Token tensors arent of same length

from transformers import AutoTokenizer,VisionEncoderDecoderModel,ViTImageProcessor
model_name = "nlpconnect/vit-gpt2-image-captioning"
model=VisionEncoderDecoderModel.from_pretrained(model_name)
feature_extractor = ViTImageProcessor.from_pretrained("nlpconnect/vit-gpt2-image-captioning")
tokenizer = AutoTokenizer.from_pretrained("nlpconnect/vit-gpt2-image-captioning") 

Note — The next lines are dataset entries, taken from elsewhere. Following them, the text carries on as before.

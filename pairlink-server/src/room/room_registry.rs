use dashmap::DashMap;
use pairlink_core::utils::ROOM_CAPACITY;
use pairlink_core::{Participant, ParticipantId, Role, RoomId};
use std::sync::Arc;
use tracing::info;

#[derive(Debug, Clone, PartialEq, Eq)]
pub enum JoinOutcome {
    /// `others` were already in the room when the participant arrived.
    Joined {
        others: Vec<Participant>,
        role: Role,
    },
    Full,
}

/// Room membership. Joins on the same room are serialized by the map's
/// entry lock, so two participants can never both see an empty room.
#[derive(Clone, Default)]
pub struct RoomRegistry {
    rooms: Arc<DashMap<RoomId, Vec<ParticipantId>>>,
}

impl RoomRegistry {
    pub fn new() -> Self {
        Self::default()
    }

    pub fn join(&self, room: &RoomId, participant: ParticipantId) -> JoinOutcome {
        let mut members = self.rooms.entry(room.clone()).or_default();

        if members.contains(&participant) {
            let others = others_of(&members, &participant);
            let role = Role::from_snapshot_len(others.len());
            return JoinOutcome::Joined { others, role };
        }

        if members.len() >= ROOM_CAPACITY {
            info!("Room {} is full, refusing {}", room, participant);
            return JoinOutcome::Full;
        }

        let others = others_of(&members, &participant);
        members.push(participant);
        let role = Role::from_snapshot_len(others.len());

        info!(
            "Participant {} joined room {} as {} ({} member(s))",
            participant,
            room,
            role,
            members.len()
        );
        JoinOutcome::Joined { others, role }
    }

    /// Removes the participant; empty rooms are dropped.
    pub fn leave(&self, room: &RoomId, participant: &ParticipantId) {
        let now_empty = match self.rooms.get_mut(room) {
            Some(mut members) => {
                members.retain(|id| id != participant);
                members.is_empty()
            }
            None => return,
        };

        if now_empty {
            self.rooms.remove_if(room, |_, members| members.is_empty());
            info!("Room {} closed", room);
        }
    }

    pub fn peers_of(&self, room: &RoomId, participant: &ParticipantId) -> Vec<ParticipantId> {
        self.rooms
            .get(room)
            .map(|members| {
                members
                    .iter()
                    .filter(|id| *id != participant)
                    .copied()
                    .collect()
            })
            .unwrap_or_default()
    }

    pub fn is_member(&self, room: &RoomId, participant: &ParticipantId) -> bool {
        self.rooms
            .get(room)
            .is_some_and(|members| members.contains(participant))
    }

    pub fn member_count(&self, room: &RoomId) -> usize {
        self.rooms.get(room).map(|members| members.len()).unwrap_or(0)
    }
}

fn others_of(members: &[ParticipantId], participant: &ParticipantId) -> Vec<Participant> {
    members
        .iter()
        .filter(|id| *id != participant)
        .map(|id| Participant::from(*id))
        .collect()
}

from torch.utils.data import Dataset

class CustomDataset(Dataset):
    def __init__(self, images, captions):
        self.images = images
        self.captions = captions
        
    def __len__(self):
        return len(self.images)
    
    def __getitem__(self, idx):
        image = self.images[idx]
        caption = self.captions[idx]
        
        
 
 preprocessed_image=feature_extractor(image,return_tensors="pt",max_length=model_max_length,padding=True).pixel_values
        preprocessed_text=tokenizer(caption,padding=True,truncation=True,max_length=model_max_length,return_tensors="pt").input_ids

        
        inputs = {
            'pixel_values': preprocessed_image,
            'labels': preprocessed_text,
        }
        
        return inputs

dataset=CustomDataset(fused_images,fused_images_phrases) 
for i in range(10):
    print(dataset[i]['labels'].shape) # to print the output tensor shape of descriptions

'''
for this I am getting the output as : 
torch.Size([1, 6])
torch.Size([1, 7])
torch.Size([1, 4])
torch.Size([1, 4])
torch.Size([1, 8])
torch.Size([1, 8])
torch.Size([1, 6])
torch.Size([1, 6])
torch.Size([1, 6])
torch.Size([1, 6])

i dont know why my tensors arent getting shaped into uniform tensors?